Author’s Note
In the eighties, convicted racketeer Frank Colacurcio Sr. told me that mob stories about him were made up. “Fairy tales,” he said. Twenty years later, with a few more prison stretches to his name, he told me, “Organized crime, you just never had it here.” If he meant the Mafia, true; if he meant himself, he was likely saying his crimes were sometimes disorganized, as his conviction rate indicates: seven felonies, one reversed.
His mob did incorporate some of the structural elements of the Mafia, or at least the Army—loyal volunteers willing to do mayhem, have sex, and drink beer. As future U.S. attorney general Robert F. Kennedy indicated in the fifties and Seattle mayor Greg Nickels said half a century later, Colacurcio was some kind of godfather. “I believe that there is organized crime involved in at least that club and perhaps others,” the mayor said of Frank’s flagship nudie joint in Seattle. Frank laughed. “Oh, I think he’s just trying to win an election,” he told me. “It’s not the old days anymore, I should know.”

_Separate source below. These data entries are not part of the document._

impl SettingType {
    /// Wire name of the setting type.
    #[must_use]
    pub const fn as_str(self) -> &'static str {
        match self {
            Self::Boolean => "boolean",
            Self::String => "string",
            Self::Int => "int",
            Self::Double => "double",
        }
    }

    /// Parse a wire or CLI name into a setting type.
    #[must_use]
    pub fn parse(raw: &str) -> Option<Self> {
        match raw.trim().to_ascii_lowercase().as_str() {
            "boolean" | "bool" => Some(Self::Boolean),
            "string" | "text" => Some(Self::String),
            "int" | "integer" => Some(Self::Int),
            "double" | "number" => Some(Self::Double),
            _ => None,
        }
    }

    /// Parse a textual flag value into a JSON value of this type.
    ///
    /// Returns `None` when the text is not a valid value of the type.
    #[must_use]
    pub fn parse_value(self, raw: &str) -> Option<Value> {
        match self {
            Self::Boolean => match raw.trim().to_ascii_lowercase().as_str() {
                "true" => Some(Value::Bool(true)),
                "false" => Some(Value::Bool(false)),
                _ => None,
            },
            Self::String => Some(Value::String(raw.to_string())),
            Self::Int => raw.trim().parse::<i32>().ok().map(Value::from),
            Self::Double => raw
                .trim()
                .parse::<f64>()
                .ok()
                .filter(|value| value.is_finite())
                .map(Value::from),
        }
    }
}

/// Flag (setting) document.
#[derive(Debug, Clone, Serialize, Deserialize, PartialEq)]
#[serde(rename_all = "camelCase")]
pub struct Flag {
    /// Flag identifier.
    pub setting_id: i64,
    /// Key used by SDKs.
    pub key: String,
    /// Display name.
    pub name: String,
    #[serde(default)]
    /// Hint shown in the dashboard.
    pub hint: Option<String>,
    /// Value type.
    pub setting_type: SettingType,
    #[serde(default)]
    /// Owning config identifier.
    pub config_id: Option<String>,
    #[serde(default)]
    /// Tags attached to the flag.
    pub tags: Vec<Tag>,
}

/// Targeting rule evaluated before percentage rules.
#[derive(Debug, Clone, Serialize, Deserialize, PartialEq)]
#[serde(rename_all = "camelCase")]
pub struct TargetingRule {
    /// User attribute compared by the rule.
    pub comparison_attribute: String,
    /// Comparator name, e.g. `contains` or `semVerLess`.
    pub comparator: String,
    /// Value the attribute is compared to.
    pub comparison_value: String,
    /// Value served when the rule matches.
    pub value: Value,
}

/// Percentage rollout bucket.
#[derive(Debug, Clone, Serialize, Deserialize, PartialEq)]
#[serde(rename_all = "camelCase")]
pub struct PercentageItem {
    /// Share of users in the bucket, 0..=100.
    pub percentage: u8,
    /// Value served to the bucket.
    pub value: Value,
}

/// Value of a flag in one environment.
#[derive(Debug, Clone, Serialize, Deserialize, PartialEq)]
#[serde(rename_all = "camelCase")]
pub struct FlagValue {
    #[serde(default, skip_serializing_if = "Option::is_none")]
    /// Flag the value belongs to.
    pub setting: Option<Flag>,
    /// Default value served when no rule matches.
    pub value: Value,
    #[serde(default)]
    /// Ordered targeting rules.
    pub rollout_rules: Vec<TargetingRule>,
    #[serde(default)]
    /// Percentage buckets, summing to 100 when present.
    pub rollout_percentage_items: Vec<PercentageItem>,
    #[serde(default)]
    /// Whether the credential may only read the value.
    pub read_only: bool,
}

/// SDK key pair for a config/environment.
#[derive(Debug, Clone, Serialize, Deserialize, PartialEq, Eq)]
#[serde(rename_all = "camelCase")]
pub struct SdkKeys {
    /// Primary key.
    pub primary: String,
    #[serde(default)]
    /// Secondary key during rotation.
    pub secondary: Option<String>,
}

He did. In the vaginal valley of Seattle vice, Frank was the polluted river that runs through it. Drawing from the historic tributaries—bad cops, corrupt pols, cathouse madams, bookmakers, pornographers, and drug dealers, whose tales flow into his—the stripper king carried us from one Seattle century to the next, meandering through Tacoma, Portland, and the West. In the process, fact has blended with fiction, creating a Mafia mythology. But the preponderance of evidence—Frank’s central, decades-long role in the vice rackets and as head of an operation that reached into ten Western states and many of their prisons—affirmed his place as a unique American crime figure. His story is told in hundreds of thousands of pages of law enforcement and court documents and the background interviews I’ve had with investigators, attorneys, prosecutors, and Frank’s friends and foes, in addition to historical research through books and newspapers and my own past encounters with him.

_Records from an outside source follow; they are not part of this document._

//! Output sink abstraction and rendering helpers for CLI commands.
//!
//! Command output goes to stdout, errors go to stderr. Tracing diagnostics are
//! handled separately by `flagdeck-telemetry` and never pass through here.

use std::io::{self, Write as _};
use std::sync::atomic::{AtomicBool, Ordering};
use std::sync::{Mutex, PoisonError};

use anyhow::anyhow;
use colored::Colorize;
use serde::Serialize;
use tracing::debug;

use crate::error::{CliError, CliResult};

/// Text style understood by every sink.
#[derive(Debug, Clone, Copy, PartialEq, Eq)]
pub enum Style {
    /// No styling.
    Plain,
    /// Success marker.
    Green,
    /// Failure marker.
    Red,
    /// Warnings and hints.
    Yellow,
    /// Identifiers.
    Cyan,
    /// Headings.
    Bold,
}

/// Append-only destination for user-facing text.
pub trait OutputSink: Send + Sync {
    /// Write text to stdout without a trailing newline.
    fn write(&self, text: &str);

    /// Write styled text to stdout without a trailing newline.
    fn write_styled(&self, text: &str, style: Style);

    /// Write a line to stderr.
    fn error(&self, text: &str);

    /// Toggle verbose mode.
    fn set_verbose(&self, verbose: bool);

    /// Whether verbose mode is active.
    fn is_verbose(&self) -> bool;

    /// Write text followed by a newline.
    fn write_line(&self, text: &str) {
        self.write(text);
        self.write("\n");
    }

    /// Terminate the current line.
    fn line(&self) {
        self.write("\n");
    }

    /// Write a line only when verbose mode is active.
    fn verbose(&self, text: &str) {
        if self.is_verbose() {
            self.write_styled(text, Style::Yellow);
            self.line();
        }
    }
}

/// Sink writing to the process terminal with ANSI colors.
#[derive(Debug, Default)]
pub struct TerminalOutput {
    verbose: AtomicBool,
}

impl TerminalOutput {
    /// Create a terminal sink with verbose mode disabled.
    #[must_use]
    pub fn new() -> Self {
        Self::default()
    }
}

impl OutputSink for TerminalOutput {
    fn write(&self, text: &str) {
        emit("stdout", &mut io::stdout().lock(), text);
    }

    fn write_styled(&self, text: &str, style: Style) {
        let styled = match style {
            Style::Plain => text.normal(),
            Style::Green => text.green(),
            Style::Red => text.red(),
            Style::Yellow => text.yellow(),
            Style::Cyan => text.cyan(),
            Style::Bold => text.bold(),
        };
        self.write(&styled.to_string());
    }

    fn error(&self, text: &str) {
        emit("stderr", &mut io::stderr().lock(), &format!("{}\n", text.red()));
    }

    fn set_verbose(&self, verbose: bool) {
        self.verbose.store(verbose, Ordering::Relaxed);
    }

    fn is_verbose(&self) -> bool {
        self.verbose.load(Ordering::Relaxed)
    }
}

/// Write and flush, logging failures such as a closed pipe.
fn emit(stream: &'static str, writer: &mut dyn io::Write, text: &str) -> bool {
    match writer
        .write_all(text.as_bytes())
        .and_then(|()| writer.flush())
    {
        Ok(()) => true,
        Err(err) => {
            debug!(stream, error = %err, "terminal write failed");
            false
        }
    }
}

/// Sink capturing everything in memory, without styling.
#[derive(Debug, Default)]
pub struct BufferedOutput {
    stdout: Mutex<String>,
    stderr: Mutex<String>,
    verbose: AtomicBool,
}

impl BufferedOutput {
    /// Create an empty buffer.
    #[must_use]
    pub fn new() -> Self {
        Self::default()
    }

    /// Everything written to stdout so far.
    #[must_use]
    pub fn stdout(&self) -> String {
        self.stdout
            .lock()
            .unwrap_or_else(PoisonError::into_inner)
            .clone()
    }

    /// Everything written to stderr so far.
    #[must_use]
    pub fn stderr(&self) -> String {
        self.stderr
            .lock()
            .unwrap_or_else(PoisonError::into_inner)
            .clone()
    }
}

impl OutputSink for BufferedOutput {
    fn write(&self, text: &str) {
        self.stdout
            .lock()
            .unwrap_or_else(PoisonError::into_inner)
            .push_str(text);
    }

    fn write_styled(&self, text: &str, _style: Style) {
        self.write(text);
    }

    fn error(&self, text: &str) {
        let mut stderr = self.stderr.lock().unwrap_or_else(PoisonError::into_inner);
        stderr.push_str(text);
        stderr.push('\n');
    }

    fn set_verbose(&self, verbose: bool) {
        self.verbose.store(verbose, Ordering::Relaxed);
    }

    fn is_verbose(&self) -> bool {
        self.verbose.load(Ordering::Relaxed)
    }
}

/// Render rows as a left-aligned text table with a header line.
#[must_use]
pub fn render_table(headers: &[&str], rows: &[Vec<String>]) -> String {
    let mut widths: Vec<usize> = headers.iter().map(|header| header.len()).collect();
    for row in rows {
        for (index, cell) in row.iter().enumerate() {
            if let Some(width) = widths.get_mut(index) {
                *width = (*width).max(cell.chars().count());
            }
        }
    }

    let format_row = |cells: Vec<&str>| {
        let mut line = cells
            .iter()
            .zip(widths.iter().copied())
            .map(|(cell, width)| format!("{cell:<width$}"))
            .collect::<Vec<_>>()
            .join("  ");
        line.truncate(line.trim_end().len());
        line
    };

    let mut rendered = format_row(headers.to_vec());
    rendered.push('\n');
    for row in rows {
        rendered.push_str(&format_row(row.iter().map(String::as_str).collect()));
        rendered.push('\n');
    }
    rendered
}

/// Render a value as pretty JSON.
///
/// # Errors
///
/// Returns [`CliError::Failure`] when the value cannot be serialised.
pub fn render_json<T: Serialize + ?Sized>(value: &T) -> CliResult<String> {
    serde_json::to_string_pretty(value)
        .map_err(|err| CliError::failure(anyhow!("failed to format JSON: {err}")))
}

#[cfg(test)]
mod tests {
    use super::*;

    #[test]
    fn buffered_output_separates_streams() {
        let output = BufferedOutput::new();
        output.write("Deleting Tag... ");
        output.write_styled("Ok.", Style::Green);
        output.line();
        output.error("boom");

        assert_eq!(output.stdout(), "Deleting Tag... Ok.\n");
        assert_eq!(output.stderr(), "boom\n");
    }

    struct ClosedPipe;

    impl io::Write for ClosedPipe {
        fn write(&mut self, _buf: &[u8]) -> io::Result<usize> {
            Err(io::Error::from(io::ErrorKind::BrokenPipe))
        }

        fn flush(&mut self) -> io::Result<()> {
            Ok(())
        }
    }

    #[test]
    fn emit_reports_write_failures() {
        let mut buffer = Vec::new();
        assert!(emit("stdout", &mut buffer, "Ok.\n"));
        assert_eq!(buffer, b"Ok.\n");
        assert!(!emit("stdout", &mut ClosedPipe, "Ok.\n"));
    }

    #[test]
    fn verbose_lines_respect_mode() {
        let output = BufferedOutput::new();
        output.verbose("hidden");
        output.set_verbose(true);
        output.verbose("shown");
        assert_eq!(output.stdout(), "shown\n");
    }

    #[test]
    fn table_pads_columns() {
        let rendered = render_table(
            &["ID", "NAME"],
            &[
                vec!["1".into(), "Beta".into()],
                vec!["1234".into(), "Stable".into()],
            ],
        );
        assert_eq!(rendered, "ID    NAME\n1     Beta\n1234  Stable\n");
    }

    #[test]
    fn json_is_pretty_printed() -> CliResult<()> {
        let rendered = render_json(&serde_json::json!({"a": 1}))?;
        assert_eq!(rendered, "{\n  \"a\": 1\n}");
        Ok(())
    }
}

He notched his first felony, a sex-related charge, during the Roosevelt presidency. He was charged with his eighth felony, a sex-related charge, under the Obama administration. It is an endurance record in lawbreaking rivaling, if not besting, New York’s legendary Mafia godfathers. Really, how many of them could boast they were under indictment at age ninety-three and still trying to get laid?